ISSN 1662-4009 (online)

ESPE Yearbook of Paediatric Endocrinology (2020) 17 8.5 | DOI: 10.1530/ey.17.8.5


To read the full abstract: J Clin Endocrinol Metab. 2020; 105(3): dgz145. PMID: 31665349.

Prenatal treatment with glucocorticoids (GC) is used in several clinical indications. However, the long-term outcome on offspring metabolic, somatic and cognitive health has raised significant concern. In rodents, high glucocorticoid levels inhibit development of beta cells during fetal life and lead to insulin deficiency in adulthood. To investigate whether similar phenomena occur in humans, Jean-Pierre Riveline and colleagues compared the beta-cell function of adults exposed to glucocorticoids during the first part of fetal life with that of nonexposed subjects. The authors assessed beta cell function using the oral glucose tolerance test (OGTT) and the graded intravenous glucose and arginine tests in adults (n =16) treated with dexamethasone (DEX) during the first trimester of fetal life. They were compared to untreated healthy participants (n =16) with normal glucose tolerance, who were matched for age, sex, and body mass index. Subjects exposed to glucocorticoids were born to mothers who had been treated with DEX 1 – 1.5 mg/day from the sixth gestational week (GW) to prevent genital virilization in children at risk of 21-hydroxylase deficiency (1), but stopped DEX before the 18th GW following negative genotyping of the fetus. Insulin sensitivity was determined by the hyperinsulinemic-euglycemic-clamp.

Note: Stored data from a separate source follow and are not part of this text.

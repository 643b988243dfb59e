//! Tree builder: inserts delimited paths into a shared hierarchy.

use tracing::{debug, instrument};

use crate::domain::class::PACKAGE_DELIMITER;
use crate::domain::error::{DomainError, DomainResult};
use crate::domain::tree::{Tree, TreePath};

/// Constructs class hierarchies from fully-qualified names.
///
/// Every prefix of an inserted path maps to exactly one node; intermediate
/// package nodes are created on demand and carry no value. The builder keeps
/// first-insertion order and never sorts.
#[derive(Debug, Clone)]
pub struct TreeBuilder {
    delimiter: char,
}

impl Default for TreeBuilder {
    fn default() -> Self {
        Self::new(PACKAGE_DELIMITER)
    }
}

impl TreeBuilder {
    pub fn new(delimiter: char) -> Self {
        Self { delimiter }
    }

    /// Build a fresh tree from `items`.
    #[instrument(level = "debug", skip_all)]
    pub fn build<T, I>(&self, items: I) -> DomainResult<Tree<T>>
    where
        T: TreePath,
        I: IntoIterator<Item = T>,
    {
        let mut tree = Tree::new();
        self.insert_all(&mut tree, items)?;
        debug!(nodes = tree.root().node_count(), "built tree");
        Ok(tree)
    }

    pub fn insert_all<T, I>(&self, tree: &mut Tree<T>, items: I) -> DomainResult<()>
    where
        T: TreePath,
        I: IntoIterator<Item = T>,
    {
        items
            .into_iter()
            .try_for_each(|item| self.insert(tree, item))
    }

    /// Walk from the root one segment at a time, reusing matching children,
    /// and store `item` on the node of the final segment.
    ///
    /// Re-inserting an identical path replaces the value and adds no node.
    #[instrument(level = "trace", skip_all, fields(path = item.tree_path()))]
    pub fn insert<T: TreePath>(&self, tree: &mut Tree<T>, item: T) -> DomainResult<()> {
        let path = item.tree_path();
        if path.split(self.delimiter).any(str::is_empty) {
            return Err(DomainError::InvalidIdentifier(path.to_string()));
        }

        let mut node = tree.root_mut();
        for segment in path.split(self.delimiter) {
            node = node.child_or_insert(segment);
        }
        node.set_value(item);
        Ok(())
    }
}
//! URL handling module for Bracket-Harvest
//!
//! This module finds URLs inside bracketed text and turns harvested URLs into
//! addresses that can be requested.

mod brackets;
mod normalize;

// Re-export main functions
pub use brackets::extract_urls;
pub use normalize::{normalize_scheme, to_request_url};
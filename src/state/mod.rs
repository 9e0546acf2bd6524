//! State module for the dispatch queue
//!
//! # Components
//!
//! - `Frontier`: the pending backlog plus the permanent dispatched set
//! - `Gate`: spacing gate between first-attempt dispatches
//! - `Attempt`: one in-flight fetch of a URL (first try or retry)

mod attempt;
mod frontier;
mod gate;

// Re-export main types
pub use attempt::{Attempt, AttemptNumber};
pub use frontier::{Admission, Frontier};
pub use gate::Gate;
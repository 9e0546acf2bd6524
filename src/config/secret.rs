//! Secret key handling for email redaction.

use crate::ConfigError;
use secrecy::{ExposeSecret, SecretString};

/// Environment variable holding the HMAC key
pub const SECRET_ENV_VAR: &str = "IM_SECRET";

/// Key used to hash email addresses before they are printed
#[derive(Debug)]
pub struct SecretKey(SecretString);

impl SecretKey {
    /// Wraps a key value, rejecting an empty one
    pub fn new(value: impl Into<String>) -> Result<Self, ConfigError> {
        let value = value.into();
        if value.is_empty() {
            return Err(ConfigError::MissingSecret(SECRET_ENV_VAR.to_string()));
        }
        Ok(Self(SecretString::from(value)))
    }

    /// Reads the key from the `IM_SECRET` environment variable
    pub fn from_env() -> Result<Self, ConfigError> {
        Self::from_lookup(|name| std::env::var(name).ok())
    }

    /// Reads the key through an arbitrary variable lookup
    pub fn from_lookup<F>(lookup: F) -> Result<Self, ConfigError>
    where
        F: FnOnce(&str) -> Option<String>,
    {
        let value = lookup(SECRET_ENV_VAR)
            .ok_or_else(|| ConfigError::MissingSecret(SECRET_ENV_VAR.to_string()))?;
        Self::new(value)
    }

    /// Returns the raw key bytes
    pub fn expose_bytes(&self) -> &[u8] {
        self.0.expose_secret().as_bytes()
    }
}
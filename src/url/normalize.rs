use url::Url;

/// Schemes accepted as already explicit
const EXPLICIT_SCHEMES: &[&str] = &["http://", "https://"];

/// Makes a harvested URL fetchable by giving it an explicit scheme
///
/// URLs that already start with `http://` or `https://` are returned unchanged;
/// everything else is assumed to be an HTTPS address.
///
/// # Examples
///
/// ```
/// use bracket_harvest::url::normalize_scheme;
///
/// assert_eq!(normalize_scheme("www.google.com"), "https://www.google.com");
/// assert_eq!(normalize_scheme("http://example.com"), "http://example.com");
/// ```
pub fn normalize_scheme(url: &str) -> String {
    if EXPLICIT_SCHEMES.iter().any(|scheme| url.starts_with(scheme)) {
        url.to_string()
    } else {
        format!("https://{}", url)
    }
}

/// Normalizes the scheme and parses the result into a [`Url`]
///
/// # Returns
///
/// * `Ok(Url)` - The URL that should be requested
/// * `Err(url::ParseError)` - The harvested text is not a valid URL even with a scheme
pub fn to_request_url(url: &str) -> Result<Url, url::ParseError> {
    Url::parse(&normalize_scheme(url))
}
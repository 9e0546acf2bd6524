//! Crawler module for fetching harvested URLs
//!
//! This module contains the core fetching logic, including:
//! - HTTP fetching with failure classification
//! - Response parsing for title and email
//! - The rate-limited, retry-aware dispatch queue

mod fetcher;
mod parser;
mod queue;

pub use fetcher::{build_http_client, Fetcher, HttpFetcher};
pub use parser::{parse_response, ParsedPage};
pub use queue::{DispatchQueue, Pipeline, QueueStats};

use crate::url::extract_urls;
use crate::HarvestError;
use std::borrow::Cow;
use tokio::io::{AsyncBufRead, AsyncBufReadExt};

/// Feeds every URL found in a line-oriented input into the queue
///
/// Lines are read as they arrive, so the queue starts dispatching while the
/// input is still open. URLs are enqueued in the order they appear. Bytes that
/// are not valid UTF-8 are replaced, so one bad line never ends the input.
///
/// # Returns
///
/// * `Ok(usize)` - Number of URLs handed to the queue (duplicates included)
/// * `Err(HarvestError)` - Reading the input failed
pub async fn harvest<R>(mut reader: R, queue: &DispatchQueue) -> Result<usize, HarvestError>
where
    R: AsyncBufRead + Unpin,
{
    let mut buf = Vec::new();
    let mut found = 0;

    loop {
        buf.clear();
        if reader.read_until(b'\n', &mut buf).await? == 0 {
            break;
        }

        let line = decode_line(&buf);
        for url in extract_urls(&line) {
            tracing::trace!("Found {} in input", url);
            queue.enqueue(url);
            found += 1;
        }
    }

    Ok(found)
}

/// Strips the line ending and decodes the rest lossily
fn decode_line(raw: &[u8]) -> Cow<'_, str> {
    let raw = raw.strip_suffix(b"\n").unwrap_or(raw);
    let raw = raw.strip_suffix(b"\r").unwrap_or(raw);

    let line = String::from_utf8_lossy(raw);
    if let Cow::Owned(_) = line {
        tracing::warn!("Input line is not valid UTF-8, replacing bad bytes");
    }
    line
}
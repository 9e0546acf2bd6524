//! Bracket segment scanning
//!
//! Lines of free text may carry URLs inside square brackets. Only the outermost
//! pair of a nested group counts, a bracket preceded by a backslash is literal,
//! and a closing bracket with nothing open collapses every segment seen so far
//! on the line into one.

use regex::Regex;
use std::sync::OnceLock;

/// Matches a URL-shaped token: optional http(s) scheme, a host with a TLD,
/// then an optional path and query.
const URL_PATTERN: &str =
    r"(?:https?://)?[-a-zA-Z0-9@:%._+~#=]{1,256}\.[a-zA-Z0-9()]{1,6}\b[-a-zA-Z0-9()@:%_+.~#?&/=]*";

fn url_regex() -> &'static Regex {
    static URL_REGEX: OnceLock<Regex> = OnceLock::new();
    URL_REGEX.get_or_init(|| Regex::new(URL_PATTERN).expect("URL pattern is a valid regex"))
}

/// Extracts the URLs carried by the bracketed segments of a line
///
/// Every segment contributes at most one URL, the last URL-shaped token inside
/// it. URLs are returned in the order their segments appear.
///
/// # Examples
///
/// ```
/// use bracket_harvest::url::extract_urls;
///
/// let urls = extract_urls("see [ www.first.com] and [www.second.com]");
/// assert_eq!(urls, vec!["www.first.com", "www.second.com"]);
///
/// assert!(extract_urls("nothing \\[ www.google.com ]").is_empty());
/// ```
pub fn extract_urls(line: &str) -> Vec<String> {
    bracket_segments(line)
        .into_iter()
        .filter_map(last_url)
        .collect()
}

/// Splits a line into the contents of its outermost bracket segments
fn bracket_segments(line: &str) -> Vec<&str> {
    // Byte ranges of segment contents, excluding the brackets themselves
    let mut closed: Vec<(usize, usize)> = Vec::new();
    let mut open: Option<usize> = None;
    let mut previous: Option<char> = None;

    for (index, ch) in line.char_indices() {
        let escaped = previous == Some('\\');
        previous = Some(ch);
        if escaped {
            continue;
        }

        match ch {
            '[' if open.is_none() => open = Some(index + ch.len_utf8()),
            ']' => match open.take() {
                Some(start) => closed.push((start, index)),
                None => collapse(&mut closed, index),
            },
            _ => {}
        }
    }

    // An unclosed segment at end of line is dropped
    closed
        .into_iter()
        .map(|(start, end)| &line[start..end])
        .collect()
}

/// Merges all closed segments into one that ends at `end`
fn collapse(closed: &mut Vec<(usize, usize)>, end: usize) {
    if let Some(&(start, _)) = closed.first() {
        closed.clear();
        closed.push((start, end));
    }
}

fn last_url(segment: &str) -> Option<String> {
    url_regex()
        .find_iter(segment)
        .last()
        .map(|m| m.as_str().to_string())
}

Although there was no evidence of altered insulin sensitivity, DEX exposed participants showed significantly lower insulin secretion both on OGTT and arginine tests, indicating lower beta cell function. These findings confirm that GC exposure during the first part of fetal life is associated with a decrease in insulin secretion in response to IV glucose and arginine at adult age. The present human model of GC exposure is unique, since exposure was limited to the first part of gestation, a period corresponding to the differentiation of beta cells with low risk of confounding factors, such as gestational diabetes and hypertension. DEX, a fluorinated synthetic GC used in this model, evades inactivation by placental 11-beta-hydroxysteroid dehydrogenase type 2, which oxidizes cortisol to the inactive form cortisone (2). Therefore, when given to pregnant women, DEX enters directly into fetal circulation in its active form. This study provides the first evidence that prenatal treatment with DEX during the first part of fetal life is associated with decreased beta-cell function at adult age and may lead to glucose intolerance later in life. This new evidence adds to other existing concerns regarding the long-term safety of prenatal DEX treatment in CAH.

References:

1. David M, Forest MG. Prenatal treatment of congenital adrenal hyperplasia resulting from 21-hydroxylase de ciency. J Pediatr. 1984;105(5):799–803.

2. Brown RW, Diaz R, Robson AC, et al. The ontogeny of 11 beta- hydroxysteroid dehydrogenase type 2 and mineralocorticoid re- ceptor gene expression reveal intricate control of glucocorticoid action in development. Endocrinology. 1996;137(2):794–797.